College of Life Sciences, Key Laboratory of Biotechnology and Bioresources Utilization, Dalian Minzu University, Ministry of Education, Dalian, Liaoning 116600, China; Institute of Bast Fiber Crops & Center of Southern Economic Crops, Chinese Academy of Agricultural Sciences, Changsha 410205, China; Department of Agricultural, Food and Nutritional Science, University of Alberta, Edmonton, Alberta T6G2P5, Canada.
College of Life Sciences, Key Laboratory of Biotechnology and Bioresources Utilization, Dalian Minzu University, Ministry of Education, Dalian, Liaoning 116600, China.
Food Chem. 2025 Jan 15;463(Pt 2):141194. doi: 10.1016/j.foodchem.2024.141194. Epub 2024 Sep 10.
Protein deterioration caused by ice crystals is an important factors affecting the frozen storage of fish. In this study, antifreeze peptides extracted from hydrolysates of sea cucumber intestinal protein with inhibition of protein denaturation were screened and characterized. The peptide Leu-Pro-Glu-Phe-Thr-Glu-Glu-Glu-Lys (LPEFTEEEK), derived from neutral protease hydrolysates of sea cucumber intestinal protein, was investigated for its potential to enhance the quality of salmon fillets during three freeze-thaw cycles. The results showed that the application of LPEFTEEEK effectively maintained the texture of fish fillets, as well as the oxidative and conformation stability of myofibrillar protein during the freezing process. Additionally, molecular dynamics simulations verified that LPEFTEEEK could bind to ice crystals and inhibit their recrystallization, thus preventing organisms from being damaged by freezing. This suggests that LPEFTEEEK holds significant promise as a novel cryoprotective agent for marine-derived antifreeze peptides.

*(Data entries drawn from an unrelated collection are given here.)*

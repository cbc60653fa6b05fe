// Copyright Materialize, Inc. and contributors. All rights reserved.
//
// Use of this software is governed by the Business Source License
// included in the LICENSE file.
//
// As of the Change Date specified in that file, in accordance with
// the Business Source License, use of this software will be governed
// by the Apache License, Version 2.0.

//! Runs one Kubernetes Job per backup or restore request and mirrors its
//! progress into the request's status.
//!
//! A namespace has at most one job of each kind at a time, under a
//! well-known name. Requests move `new -> [waiting] -> requested -> running
//! -> {ready|error}`, or to `rejected` before they start running. Terminal
//! requests are never touched again.

use std::collections::BTreeMap;
use std::marker::PhantomData;
use std::sync::Mutex;

use async_trait::async_trait;
use k8s_openapi::api::batch::v1::{Job, JobSpec};
use k8s_openapi::api::core::v1::{
    Container, EmptyDirVolumeSource, EnvVar, Pod, PodSpec, PodTemplateSpec, Volume, VolumeMount,
};
use k8s_openapi::apimachinery::pkg::apis::meta::v1::{ObjectMeta, Time};
use kube::runtime::controller::Action;
use kube::{Client, ResourceExt};
use maplit::btreemap;
use serde_json::json;
use tracing::{debug, info, instrument, trace, warn};

use citus_cloud_resources::crd::backup::v1alpha1::{JobState, JobStatus};
use citus_cloud_resources::crd::cluster::v1alpha1::CitusCluster;
use citus_cloud_resources::crd::{display_name, ManagedResource, StorageVolume};
use citus_cloud_resources::ClusterCredentials;
use citus_ore::display::ErrorExt;
use citus_ore::task::{self, AbortOnDropHandle, JoinHandleExt};
use citus_ore::wait::WaitError;

use crate::controller::cluster::cluster_credentials;
use crate::controller::cluster::resources::BACKUP_MOUNT_PATH;
use crate::controller::{requeue_conflicts, Shared};
use crate::k8s::{self, ClusterApi, Created, Kind};
use crate::Error;
// Copyright Materialize, Inc. and contributors. All rights reserved.
//
// Use of this software is governed by the Business Source License
// included in the LICENSE file.
//
// As of the Change Date specified in that file, in accordance with
// the Business Source License, use of this software will be governed
// by the Apache License, Version 2.0.

//! DatabaseRequest custom resource. Admission of these objects belongs to a
//! separate subsystem; the operator only reads them and replays them against
//! freshly created clusters.

use kube::{CustomResource, ResourceExt};
use schemars::JsonSchema;
use serde::{Deserialize, Serialize};

use crate::crd::SecretKeyRef;
use crate::naming;

pub mod v1alpha1 {
    use super::*;

    /// A tenant's request for databases inside a cluster.
    #[derive(CustomResource, Clone, Debug, Default, PartialEq, Deserialize, Serialize, JsonSchema)]
    #[serde(rename_all = "camelCase")]
    #[kube(
        namespaced,
        group = "citus.cloud",
        version = "v1alpha1",
        kind = "DatabaseRequest",
        singular = "databaserequest",
        plural = "databaserequests",
        shortname = "dbreq"
    )]
    pub struct DatabaseRequestSpec {
        /// The cluster hosting the databases.
        pub cluster: ClusterRef,
        /// The tenant's logical user name.
        pub user: String,
        /// The tenant's password, read from a secret in the request's
        /// namespace. Without it the role is created without a password.
        pub password_secret_ref: Option<SecretKeyRef>,
        #[serde(default)]
        pub databases: Vec<DatabaseSpec>,
    }

    #[derive(Clone, Debug, Default, PartialEq, Eq, Deserialize, Serialize, JsonSchema)]
    pub struct ClusterRef {
        pub name: String,
        pub namespace: String,
    }

    /// One logical database.
    #[derive(Clone, Debug, Default, PartialEq, Eq, Deserialize, Serialize, JsonSchema)]
    #[serde(rename_all = "camelCase")]
    pub struct DatabaseSpec {
        pub name: String,
        /// Whether the database is partitioned across the cluster's workers.
        #[serde(default)]
        pub distributed: bool,
        #[serde(default)]
        pub extensions: Vec<String>,
        /// SQL run once on the coordinator after the database is created.
        #[serde(default)]
        pub init_scripts: Vec<String>,
    }

    impl DatabaseRequest {
        /// The tenant namespace, which prefixes every physical name.
        pub fn tenant_namespace(&self) -> String {
            self.namespace().unwrap_or_else(|| "default".to_owned())
        }

        pub fn physical_user(&self) -> String {
            naming::physical_name(&self.tenant_namespace(), &self.spec.user)
        }

        pub fn physical_database(&self, database: &DatabaseSpec) -> String {
            naming::physical_name(&self.tenant_namespace(), &database.name)
        }

        /// Reports whether this request targets the named cluster.
        pub fn targets(&self, cluster_namespace: &str, cluster_name: &str) -> bool {
            self.spec.cluster.namespace == cluster_namespace && self.spec.cluster.name == cluster_name
        }
    }
}

#[cfg(test)]
mod tests {
    use kube::api::ObjectMeta;

    use super::v1alpha1::*;

    #[test]
    fn physical_names_use_the_tenant_namespace() {
        let req = DatabaseRequest {
            metadata: ObjectMeta {
                name: Some("orders".into()),
                namespace: Some("team-a".into()),
                ..Default::default()
            },
            spec: serde_json::from_value(serde_json::json!({
                "cluster": {"name": "citus", "namespace": "db"},
                "user": "app-user",
                "databases": [{"name": "my-db", "distributed": true}],
            }))
            .unwrap(),
        };
        assert_eq!(req.physical_user(), "team_a_app_user");
        assert_eq!(req.physical_database(&req.spec.databases[0]), "team_a_my_db");
        assert!(req.spec.databases[0].distributed);
        assert!(req.spec.databases[0].extensions.is_empty());
        assert!(req.targets("db", "citus"));
        assert!(!req.targets("team-a", "citus"));
    }
}
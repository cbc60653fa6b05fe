// Copyright Materialize, Inc. and contributors. All rights reserved.
//
// Use of this software is governed by the Business Source License
// included in the LICENSE file.
//
// As of the Change Date specified in that file, in accordance with
// the Business Source License, use of this software will be governed
// by the Apache License, Version 2.0.

//! Loads a finished backup into a cluster.

use async_trait::async_trait;

use citus_cloud_resources::crd::backup::v1alpha1::{
    BackupRequest, JobState, JobStatus, RestoreRequest,
};
use citus_cloud_resources::crd::cluster::v1alpha1::CitusCluster;
use citus_cloud_resources::crd::ManagedResource;
use citus_cloud_resources::naming::RESTORE_JOB_NAME;

use crate::controller::cluster::resources::BACKUP_MOUNT_PATH;
use crate::controller::job::{JobKind, JobPlan, Refusal};
use crate::k8s::ClusterApi;
use crate::Error;

const RESTORE_SCRIPT: &str = r#"psql -h "$PG_HOST" -p "$PG_PORT" -d postgres -f "$BACKUP_FILENAME""#;

pub struct Restore;

#[async_trait]
impl JobKind for Restore {
    type Request = RestoreRequest;

    const KIND: &'static str = "restore";
    const JOB_NAME: &'static str = RESTORE_JOB_NAME;
    const FINALIZER_NAME: &'static str = "orchestratord.citus.cloud/restore";

    fn cluster_name(request: &RestoreRequest) -> &str {
        &request.spec.cluster_name
    }

    fn status(request: &RestoreRequest) -> JobStatus {
        request.job_status()
    }

    async fn plan<A: ClusterApi>(
        api: &A,
        request: &RestoreRequest,
        _cluster: &CitusCluster,
    ) -> Result<Result<JobPlan, Refusal>, Error> {
        let name = &request.spec.backup_name;
        let backup: Option<BackupRequest> = api.get(&request.namespace_or_default(), name).await?;
        let Some(backup) = backup else {
            return Ok(Err(Refusal::Invalid(format!("backup {name} not found"))));
        };
        let status = backup.job_status();
        if status.state != JobState::Ready {
            return Ok(Err(Refusal::Rejected(format!(
                "backup {name} is {}, not ready",
                status.state
            ))));
        }
        let Some(artifact) = status.artifact_path.filter(|p| !p.is_empty()) else {
            return Ok(Err(Refusal::Invalid(format!(
                "backup {name} has no artifact"
            ))));
        };
        let Some(volume) = backup.spec.volume.clone() else {
            return Ok(Err(Refusal::Invalid(format!(
                "backup {name} was not written to persistent storage"
            ))));
        };
        // The job runs from the mount, so the dump is named relative to it.
        let relative = artifact
            .strip_prefix(BACKUP_MOUNT_PATH)
            .map(|p| p.trim_start_matches('/'))
            .unwrap_or(&artifact)
            .to_owned();
        Ok(Ok(JobPlan {
            volume: Some(volume),
            backup_filename: relative,
            working_dir: Some(BACKUP_MOUNT_PATH.into()),
            artifact_path: None,
            script: RESTORE_SCRIPT.into(),
        }))
    }
}

#[cfg(test)]
mod tests {
    use k8s_openapi::api::batch::v1::Job;
    use serde_json::json;

    use super::*;
    use crate::controller::job::tests::{complete_job, host_path, insert_cluster, shared};
    use crate::controller::job::{JobArgs, JobOrchestrator};
    use crate::testing::MemoryApi;

    fn insert_backup(api: &MemoryApi, state: JobState) {
        let mut backup = BackupRequest::new(
            "nightly",
            serde_json::from_value(json!({"clusterName": "citus"})).unwrap(),
        );
        backup.metadata.namespace = Some("db".into());
        backup.spec.volume = Some(host_path());
        backup.status = Some(JobStatus {
            state,
            artifact_path: Some("/backup/nightly-20240101T000000Z.sql".into()),
            ..Default::default()
        });
        api.insert(backup);
    }

    fn restore(api: &MemoryApi) -> RestoreRequest {
        let mut request = RestoreRequest::new(
            "from-nightly",
            serde_json::from_value(json!({"clusterName": "citus", "backupName": "nightly"}))
                .unwrap(),
        );
        request.metadata.namespace = Some("db".into());
        api.insert(request);
        api.object("db", "from-nightly").unwrap()
    }

    fn orchestrator(api: &MemoryApi) -> JobOrchestrator<MemoryApi, Restore> {
        JobOrchestrator::new(shared(api), JobArgs::default())
    }

    fn status(api: &MemoryApi) -> JobStatus {
        api.object::<RestoreRequest>("db", "from-nightly")
            .unwrap()
            .job_status()
    }

    #[tokio::test]
    async fn restoring_a_running_backup_is_rejected() {
        let api = MemoryApi::new();
        insert_cluster(&api);
        insert_backup(&api, JobState::Running);
        orchestrator(&api).reconcile(&restore(&api)).await.unwrap();
        let status = status(&api);
        assert_eq!(status.state, JobState::Rejected);
        assert_eq!(status.error.as_deref(), Some("backup nightly is running, not ready"));
        assert_eq!(api.count::<Job>("db"), 0);
    }

    #[tokio::test]
    async fn restoring_a_missing_backup_is_an_error() {
        let api = MemoryApi::new();
        insert_cluster(&api);
        orchestrator(&api).reconcile(&restore(&api)).await.unwrap();
        assert_eq!(status(&api).state, JobState::Error);
        assert_eq!(api.count::<Job>("db"), 0);
    }

    #[tokio::test]
    async fn restore_reads_the_dump_relative_to_the_mount() {
        let api = MemoryApi::new();
        insert_cluster(&api);
        insert_backup(&api, JobState::Ready);
        let done = complete_job(&api, RESTORE_JOB_NAME, true);
        orchestrator(&api).reconcile(&restore(&api)).await.unwrap();
        done.await.unwrap();

        let status = status(&api);
        assert_eq!(status.state, JobState::Ready);
        assert_eq!(status.artifact_path, None);
        let job: Job = api.object("db", RESTORE_JOB_NAME).unwrap();
        let pod = job.spec.unwrap().template.spec.unwrap();
        let container = &pod.containers[0];
        assert_eq!(container.working_dir.as_deref(), Some("/backup"));
        let filename = container
            .env
            .as_ref()
            .unwrap()
            .iter()
            .find(|v| v.name == "BACKUP_FILENAME")
            .and_then(|v| v.value.clone());
        assert_eq!(filename.as_deref(), Some("nightly-20240101T000000Z.sql"));
        assert_eq!(
            pod.volumes.unwrap()[0].host_path.as_ref().unwrap().path,
            "/var/backups"
        );
    }
}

蛋白质的冰晶变性是影响鱼类冷冻储存的一个重要因素。本研究从海参肠蛋白酶解物中筛选和鉴定了具有抑制蛋白质变性的抗冻肽。从海参肠蛋白酶解物中得到的肽 Leu-Pro-Glu-Phe-Thr-Glu-Glu-Glu-Lys(LPEFTEEEK),研究了其在三次冻融循环中提高三文鱼鱼片质量的潜力。结果表明,LPEFTEEEK 的应用有效地保持了鱼片的质地,以及肌原纤维蛋白在冷冻过程中的氧化和构象稳定性。此外,分子动力学模拟验证了 LPEFTEEEK 可以与冰晶结合并抑制其再结晶,从而防止生物体受到冷冻损伤。这表明 LPEFTEEEK 作为一种新型的海洋来源的抗冻肽冷冻保护剂具有很大的应用前景。